Exercise goal
Retype each record shown below, leaving every character as it is.

══ Data under study ══

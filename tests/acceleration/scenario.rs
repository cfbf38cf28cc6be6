//! Batches routed through the registry's best backends.

use crate::common::*;
use proptest::prelude::*;
use strata_accel::cpu::{vector_backend, CpuOptions, CpuStrategy};

const DIM: usize = 4;

fn queries() -> Vec<f32> {
    vec![0.0, 0.0, 0.0, 0.0, 1.0, 1.0, 1.0, 1.0]
}

fn candidates() -> Vec<f32> {
    vec![
        0.0, 0.0, 0.0, 0.0, //
        1.0, 1.0, 1.0, 0.0, //
        2.0, 2.0, 2.0, 2.0,
    ]
}

#[test]
fn knn_scenario_through_registry() {
    let registry = isolated_registry(cpu_only_config());
    let backend = registry.get_best_vector_backend().expect("cpu backend");

    let results = backend
        .batch_knn_search(&queries(), &candidates(), DIM, 2, DistanceMetric::L2)
        .unwrap();
    assert_eq!(results.len(), 2);

    let q0: Vec<u32> = results[0].iter().map(|n| n.0).collect();
    assert_eq!(q0, vec![0, 1]);
    assert_eq!(results[0][0].1, 0.0);
    assert!((results[0][1].1 - 3.0f32.sqrt()).abs() < 1e-5);

    // Candidates 0 and 2 are both at distance 2 from query 1: first seen wins.
    assert_eq!(results[1][0].0, 1);
    assert!((results[1][0].1 - 1.0).abs() < 1e-6);
    assert_eq!(results[1][1].0, 0);
    assert!((results[1][1].1 - 2.0).abs() < 1e-6);
}

#[test]
fn knn_scenario_identical_across_strategies() {
    let expected = isolated_registry(cpu_only_config())
        .get_best_vector_backend()
        .unwrap()
        .batch_knn_search(&queries(), &candidates(), DIM, 2, DistanceMetric::L2)
        .unwrap();

    for strategy in [CpuStrategy::Scalar, CpuStrategy::Simd, CpuStrategy::Parallel] {
        let backend = vector_backend(&CpuOptions {
            strategy,
            ..CpuOptions::default()
        });
        backend.initialize().unwrap();
        let got = backend
            .batch_knn_search(&queries(), &candidates(), DIM, 2, DistanceMetric::L2)
            .unwrap();
        let ids: Vec<Vec<u32>> = got.iter().map(|r| r.iter().map(|n| n.0).collect()).collect();
        let want: Vec<Vec<u32>> = expected.iter().map(|r| r.iter().map(|n| n.0).collect()).collect();
        assert_eq!(ids, want, "{:?}", strategy);
    }
}

#[test]
fn k_larger_than_candidates_returns_all() {
    let registry = isolated_registry(cpu_only_config());
    let backend = registry.get_best_vector_backend().unwrap();
    let results = backend
        .batch_knn_search(&queries(), &candidates(), DIM, 10, DistanceMetric::Cosine)
        .unwrap();
    assert!(results.iter().all(|r| r.len() == 3));
}

#[test]
fn random_batch_distance_matrix_shape() {
    let registry = isolated_registry(cpu_only_config());
    let backend = registry.get_best_vector_backend().unwrap();
    let queries = random_vectors(7, 33, 24);
    let vectors = random_vectors(8, 129, 24);

    let matrix = backend
        .compute_distances(&queries, &vectors, 24, DistanceMetric::L2)
        .unwrap();
    assert_eq!(matrix.len(), 33 * 129);
    assert!(matrix.iter().all(|d| d.is_finite() && *d >= 0.0));
}

#[test]
fn dimension_mismatch_is_invalid_input() {
    let registry = isolated_registry(cpu_only_config());
    let backend = registry.get_best_vector_backend().unwrap();
    let err = backend
        .compute_distances(&[1.0, 2.0, 3.0], &candidates(), DIM, DistanceMetric::L2)
        .unwrap_err();
    assert!(matches!(err, AccelError::InvalidInput(_)));
    assert!(!err.is_fallback_condition());
}

#[test]
fn graph_batches_through_registry() {
    let registry = isolated_registry(cpu_only_config());
    let backend = registry.get_best_graph_backend().expect("cpu graph backend");

    // 0 -> 1 -> 2 -> 3, plus 0 -> 2
    let offsets = [0, 2, 3, 4, 4];
    let targets = [1, 2, 2, 3];
    let graph = CsrGraph::new(&offsets, &targets);

    let reached = backend.batch_bfs(&graph, &[0, 3], 1).unwrap();
    assert_eq!(reached[0], vec![0, 1, 2]);
    assert_eq!(reached[1], vec![3]);

    let paths = backend.batch_shortest_path(&graph, &[0, 3], &[3, 0]).unwrap();
    assert_eq!(paths[0], vec![0, 2, 3]);
    assert!(paths[1].is_empty());
}

#[test]
fn geo_batches_through_registry() {
    let registry = isolated_registry(cpu_only_config());
    let backend = registry.get_best_geo_backend().expect("cpu geo backend");

    let london_paris = backend
        .batch_distances(&[51.5074], &[-0.1278], &[48.8566], &[2.3522], GeoFormula::Haversine)
        .unwrap();
    assert!((london_paris[0] - 343.5).abs() < 2.0, "{}", london_paris[0]);

    let vincenty = backend
        .batch_distances(&[51.5074], &[-0.1278], &[48.8566], &[2.3522], GeoFormula::Vincenty)
        .unwrap();
    assert!((vincenty[0] - london_paris[0]).abs() < 5.0);

    let square = [0.0, 0.0, 0.0, 10.0, 10.0, 10.0, 10.0, 0.0];
    let inside = backend
        .batch_point_in_polygon(&[5.0, 15.0], &[5.0, 5.0], &square)
        .unwrap();
    assert_eq!(inside, vec![true, false]);
}

#[test]
fn capability_report_lists_builtins() {
    let registry = isolated_registry(cpu_only_config());
    let report = registry.capability_report();
    let capabilities: Vec<Capability> = report.registered.iter().map(|r| r.capability).collect();
    assert_eq!(capabilities, vec![Capability::Vector, Capability::Graph, Capability::Geo]);
    assert!(report.registered.iter().all(|r| r.plugin.is_none()));

    let json: serde_json::Value = serde_json::from_str(&report.to_json().unwrap()).unwrap();
    assert_eq!(json["registered"][0]["backend_type"], "cpu");
    assert_eq!(json["registered"][0]["capabilities"]["supports_vector_ops"], true);
}

proptest! {
    #![proptest_config(ProptestConfig::with_cases(32))]

    #[test]
    fn knn_rows_sorted_and_bounded(
        seed in any::<u64>(),
        num_queries in 1usize..6,
        num_vectors in 0usize..40,
        dim in 1usize..12,
        k in 0usize..50,
    ) {
        let registry = isolated_registry(cpu_only_config());
        let backend = registry.get_best_vector_backend().unwrap();
        let queries = random_vectors(seed, num_queries, dim);
        let vectors = random_vectors(seed.wrapping_add(1), num_vectors, dim);

        let results = backend
            .batch_knn_search(&queries, &vectors, dim, k, DistanceMetric::L2)
            .unwrap();
        prop_assert_eq!(results.len(), num_queries);
        for row in &results {
            prop_assert_eq!(row.len(), k.min(num_vectors));
            for pair in row.windows(2) {
                prop_assert!(
                    pair[0].1 < pair[1].1 || (pair[0].1 == pair[1].1 && pair[0].0 < pair[1].0)
                );
            }
        }
    }
}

═══

Written solution
filename tests/acceleration/scenario.rs
repository cfbf38cf28cc6be6
//! Batches routed through the registry's best backends.

use crate::common::*;
use proptest::prelude::*;
use strata_accel::cpu::{vector_backend, CpuOptions, CpuStrategy};

const DIM: usize = 4;

fn queries() -> Vec<f32> {
    vec![0.0, 0.0, 0.0, 0.0, 1.0, 1.0, 1.0, 1.0]
}

fn candidates() -> Vec<f32> {
    vec![
        0.0, 0.0, 0.0, 0.0, //
        1.0, 1.0, 1.0, 0.0, //
        2.0, 2.0, 2.0, 2.0,
    ]
}

#[test]
fn knn_scenario_through_registry() {
    let registry = isolated_registry(cpu_only_config());
    let backend = registry.get_best_vector_backend().expect("cpu backend");

    let results = backend
        .batch_knn_search(&queries(), &candidates(), DIM, 2, DistanceMetric::L2)
        .unwrap();
    assert_eq!(results.len(), 2);

    let q0: Vec<u32> = results[0].iter().map(|n| n.0).collect();
    assert_eq!(q0, vec![0, 1]);
    assert_eq!(results[0][0].1, 0.0);
    assert!((results[0][1].1 - 3.0f32.sqrt()).abs() < 1e-5);

    // Candidates 0 and 2 are both at distance 2 from query 1: first seen wins.
    assert_eq!(results[1][0].0, 1);
    assert!((results[1][0].1 - 1.0).abs() < 1e-6);
    assert_eq!(results[1][1].0, 0);
    assert!((results[1][1].1 - 2.0).abs() < 1e-6);
}

#[test]
fn knn_scenario_identical_across_strategies() {
    let expected = isolated_registry(cpu_only_config())
        .get_best_vector_backend()
        .unwrap()
        .batch_knn_search(&queries(), &candidates(), DIM, 2, DistanceMetric::L2)
        .unwrap();

    for strategy in [CpuStrategy::Scalar, CpuStrategy::Simd, CpuStrategy::Parallel] {
        let backend = vector_backend(&CpuOptions {
            strategy,
            ..CpuOptions::default()
        });
        backend.initialize().unwrap();
        let got = backend
            .batch_knn_search(&queries(), &candidates(), DIM, 2, DistanceMetric::L2)
            .unwrap();
        let ids: Vec<Vec<u32>> = got.iter().map(|r| r.iter().map(|n| n.0).collect()).collect();
        let want: Vec<Vec<u32>> = expected.iter().map(|r| r.iter().map(|n| n.0).collect()).collect();
        assert_eq!(ids, want, "{:?}", strategy);
    }
}

#[test]
fn k_larger_than_candidates_returns_all() {
    let registry = isolated_registry(cpu_only_config());
    let backend = registry.get_best_vector_backend().unwrap();
    let results = backend
        .batch_knn_search(&queries(), &candidates(), DIM, 10, DistanceMetric::Cosine)
        .unwrap();
    assert!(results.iter().all(|r| r.len() == 3));
}

#[test]
fn random_batch_distance_matrix_shape() {
    let registry = isolated_registry(cpu_only_config());
    let backend = registry.get_best_vector_backend().unwrap();
    let queries = random_vectors(7, 33, 24);
    let vectors = random_vectors(8, 129, 24);

    let matrix = backend
        .compute_distances(&queries, &vectors, 24, DistanceMetric::L2)
        .unwrap();
    assert_eq!(matrix.len(), 33 * 129);
    assert!(matrix.iter().all(|d| d.is_finite() && *d >= 0.0));
}

#[test]
fn dimension_mismatch_is_invalid_input() {
    let registry = isolated_registry(cpu_only_config());
    let backend = registry.get_best_vector_backend().unwrap();
    let err = backend
        .compute_distances(&[1.0, 2.0, 3.0], &candidates(), DIM, DistanceMetric::L2)
        .unwrap_err();
    assert!(matches!(err, AccelError::InvalidInput(_)));
    assert!(!err.is_fallback_condition());
}

#[test]
fn graph_batches_through_registry() {
    let registry = isolated_registry(cpu_only_config());
    let backend = registry.get_best_graph_backend().expect("cpu graph backend");

    // 0 -> 1 -> 2 -> 3, plus 0 -> 2
    let offsets = [0, 2, 3, 4, 4];
    let targets = [1, 2, 2, 3];
    let graph = CsrGraph::new(&offsets, &targets);

    let reached = backend.batch_bfs(&graph, &[0, 3], 1).unwrap();
    assert_eq!(reached[0], vec![0, 1, 2]);
    assert_eq!(reached[1], vec![3]);

    let paths = backend.batch_shortest_path(&graph, &[0, 3], &[3, 0]).unwrap();
    assert_eq!(paths[0], vec![0, 2, 3]);
    assert!(paths[1].is_empty());
}

#[test]
fn geo_batches_through_registry() {
    let registry = isolated_registry(cpu_only_config());
    let backend = registry.get_best_geo_backend().expect("cpu geo backend");

    let london_paris = backend
        .batch_distances(&[51.5074], &[-0.1278], &[48.8566], &[2.3522], GeoFormula::Haversine)
        .unwrap();
    assert!((london_paris[0] - 343.5).abs() < 2.0, "{}", london_paris[0]);

    let vincenty = backend
        .batch_distances(&[51.5074], &[-0.1278], &[48.8566], &[2.3522], GeoFormula::Vincenty)
        .unwrap();
    assert!((vincenty[0] - london_paris[0]).abs() < 5.0);

    let square = [0.0, 0.0, 0.0, 10.0, 10.0, 10.0, 10.0, 0.0];
    let inside = backend
        .batch_point_in_polygon(&[5.0, 15.0], &[5.0, 5.0], &square)
        .unwrap();
    assert_eq!(inside, vec![true, false]);
}

#[test]
fn capability_report_lists_builtins() {
    let registry = isolated_registry(cpu_only_config());
    let report = registry.capability_report();
    let capabilities: Vec<Capability> = report.registered.iter().map(|r| r.capability).collect();
    assert_eq!(capabilities, vec![Capability::Vector, Capability::Graph, Capability::Geo]);
    assert!(report.registered.iter().all(|r| r.plugin.is_none()));

    let json: serde_json::Value = serde_json::from_str(&report.to_json().unwrap()).unwrap();
    assert_eq!(json["registered"][0]["backend_type"], "cpu");
    assert_eq!(json["registered"][0]["capabilities"]["supports_vector_ops"], true);
}

proptest! {
    #![proptest_config(ProptestConfig::with_cases(32))]

    #[test]
    fn knn_rows_sorted_and_bounded(
        seed in any::<u64>(),
        num_queries in 1usize..6,
        num_vectors in 0usize..40,
        dim in 1usize..12,
        k in 0usize..50,
    ) {
        let registry = isolated_registry(cpu_only_config());
        let backend = registry.get_best_vector_backend().unwrap();
        let queries = random_vectors(seed, num_queries, dim);
        let vectors = random_vectors(seed.wrapping_add(1), num_vectors, dim);

        let results = backend
            .batch_knn_search(&queries, &vectors, dim, k, DistanceMetric::L2)
            .unwrap();
        prop_assert_eq!(results.len(), num_queries);
        for row in &results {
            prop_assert_eq!(row.len(), k.min(num_vectors));
            for pair in row.windows(2) {
                prop_assert!(
                    pair[0].1 < pair[1].1 || (pair[0].1 == pair[1].1 && pair[0].0 < pair[1].0)
                );
            }
        }
    }
}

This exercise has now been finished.